The gut microbiome shifts with age, reducing beneficial populations and increasing harmful populations that contribute to chronic inflammation. Today's research materials can be added to other examples in which an intervention to restore a more youthful gut microbiome in old animals results in improved function, both through a reduction in inflammation and increased production of beneficial metabolites such as butyrate, that promotes increased levels of BDNF and neurogenesis, among other effects. It is a challenge to pick apart which of the mechanisms are most influential, but restoring a more youthful gut microbiome is clearly beneficial.
Fecal microbiota transplantation from young to old is an approach to the treatment of aspects of aging that could be comparatively rapidly rolled out in human medicine, in principle at least, given that such transplants are already used for cases in which the gut is overtaken by pathological bacteria. It isn't the only potential treatment with evidence to support its benefits. Innoculation with flagellin provokes the immune system into better gardening the gut microbiome, removing more of the pathological species, and also has some safety data in human patients already as a result of use as a vaccine adjuvant. More speculatively, it should be possible to achieve similar results via high dose probiotics, though here there is a lot more work to do with regard to establishing the right mix, dose, approach to delivery. It is entirely plausible that none of the products presently available in the marketplace can be combined to achieve the desired result.
To test whether a young microbiome could reverse signs of aging, researchers took fecal samples from 3- to 4-month-old mice, the equivalent of young adults, and transplanted them into 20-month-old animals - ancient by mouse standards. The scientists fed a slurry of feces to the old mice using a feeding tube twice a week for 8 weeks. As controls, old mice received transplants from fellow old mice, and young from young. The first thing the team noticed was that the gut microbiomes of the old mice given young mouse microbes began to resemble those of the younger ones. The common gut microbe Enterococcus became much more abundant in old mice, just as it is in young mice, for example.
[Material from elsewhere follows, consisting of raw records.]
use std::fmt;

use serde::Serialize;

use crate::identity::{Role, SessionTicket, User, UserRoles};

/// One-shot success message shown by the view rendered after the redirect.
#[derive(Debug, Clone, Copy, PartialEq, Eq)]
pub enum Notice {
    Registered,
    LoggedIn,
    LoggedOut,
    RoleCreated,
    RoleAssigned,
    UserCreated,
}

impl Notice {
    pub fn message(self) -> &'static str {
        match self {
            Notice::Registered => "Registration successful!",
            Notice::LoggedIn => "Login successful!",
            Notice::LoggedOut => "You have been logged out.",
            Notice::RoleCreated => "Role created successfully!",
            Notice::RoleAssigned => "Role assigned successfully!",
            Notice::UserCreated => "User created successfully!",
        }
    }
}

impl fmt::Display for Notice {
    fn fmt(&self, f: &mut fmt::Formatter<'_>) -> fmt::Result {
        f.write_str(self.message())
    }
}

/// What a completed flow did to the caller's session.
#[derive(Debug, Clone, PartialEq, Eq)]
pub enum SessionChange {
    Unchanged,
    Started(SessionTicket),
    Ended,
}

/// Result of a form submission.
///
/// `Rejected` carries the messages to attach to the redisplayed form.
/// Infrastructure failures never end up here; they are returned as
/// [`IdentityError`](crate::error::IdentityError) instead.
#[derive(Debug, Clone, PartialEq, Eq)]
#[must_use]
pub enum FlowOutcome {
    Completed {
        notice: Notice,
        session: SessionChange,
    },
    Rejected {
        errors: Vec<String>,
    },
}

impl FlowOutcome {
    pub fn completed(notice: Notice) -> Self {
        FlowOutcome::Completed {
            notice,
            session: SessionChange::Unchanged,
        }
    }

    pub fn rejected<I, S>(errors: I) -> Self
    where
        I: IntoIterator<Item = S>,
        S: ToString,
    {
        FlowOutcome::Rejected {
            errors: errors.into_iter().map(|e| e.to_string()).collect(),
        }
    }

    pub fn is_completed(&self) -> bool {
        matches!(self, FlowOutcome::Completed { .. })
    }

    pub fn errors(&self) -> &[String] {
        match self {
            FlowOutcome::Completed { .. } => &[],
            FlowOutcome::Rejected { errors } => errors,
        }
    }
}

/// Selection lists shown next to the assign-role form.
#[derive(Debug, Clone, Default, PartialEq, Eq, Serialize)]
pub struct AssignRoleChoices {
    pub roles: Vec<String>,
    pub users: Vec<String>,
}

/// Everything the users-and-roles listing displays.
#[derive(Debug, Clone, Default, PartialEq, Eq)]
pub struct Directory {
    pub users: Vec<User>,
    pub roles: Vec<Role>,
    pub user_roles: UserRoles,
}

impl Directory {
    pub fn is_empty(&self) -> bool {
        self.users.is_empty() && self.roles.is_empty() && self.user_roles.is_empty()
    }
}
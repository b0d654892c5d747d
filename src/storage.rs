//! Storage Layer
//!
//! Telemetry sinks that persist one cycle's batch as a unit.
//!
//! # Components
//!
//! - [`TelemetrySink`]: atomic batch write capability
//! - [`InfluxSink`]: InfluxDB 1.x HTTP line protocol writer
//! - [`SqliteSink`]: transactional SQLite writer
//! - [`CycleBatch`] / [`Sample`]: data handed from the collector to a sink
//! - [`connect`]: builds the sink selected by [`SinkConfig`]

mod error;
pub mod influx;
mod schema;
pub mod sqlite;
mod traits;
mod types;

pub use error::SinkError;
pub use influx::InfluxSink;
pub use sqlite::SqliteSink;
pub use traits::TelemetrySink;
pub use types::{
    BatchEntry, CycleBatch, DEFAULT_MEASUREMENT, DeviceTags, READ_DURATION_FIELD, Sample,
};

use crate::config::{SinkConfig, SinkDriver};

/// Build the sink selected by `config.driver`.
///
/// # Errors
/// Returns `SinkError` if the HTTP client cannot be built or the SQLite
/// database cannot be opened.
pub async fn connect(config: &SinkConfig) -> Result<Box<dyn TelemetrySink>, SinkError> {
    let sink: Box<dyn TelemetrySink> = match config.driver {
        SinkDriver::Influxdb => {
            tracing::info!(
                host = %config.host,
                port = config.port,
                db = %config.dbname,
                "Using InfluxDB sink"
            );
            Box::new(InfluxSink::new(config)?)
        }
        SinkDriver::Sqlite => {
            tracing::info!(path = %config.dbname, "Using SQLite sink");
            Box::new(SqliteSink::open(&config.dbname).await?)
        }
    };
    Ok(sink)
}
There were changes in the brain as well. The hippocampus of old mice - a region of the brain associated with learning and memory - became more physically and chemically similar to the hippocampus of young mice. The old mice that received young mouse poop also learned to solve mazes faster and were better at remembering the maze layout on subsequent attempt. None of these effects was seen in old mice given old mouse feces.
The gut microbiota is increasingly recognized as an important regulator of host immunity and brain health. The aging process yields dramatic alterations in the microbiota, which is linked to poorer health and frailty in elderly populations. However, there is limited evidence for a mechanistic role of the gut microbiota in brain health and neuroimmunity during aging processes. Therefore, we conducted fecal microbiota transplantation from either young (3-4 months) or old (19-20 months) donor mice into aged recipient mice (19-20 months). Transplant of a microbiota from young donors reversed aging-associated differences in peripheral and brain immunity, as well as the hippocampal metabolome and transcriptome of aging recipient mice. Finally, the young donor-derived microbiota attenuated selective age-associated impairments in cognitive behavior when transplanted into an aged host. Our results reveal that the microbiome may be a suitable therapeutic target to promote healthy aging.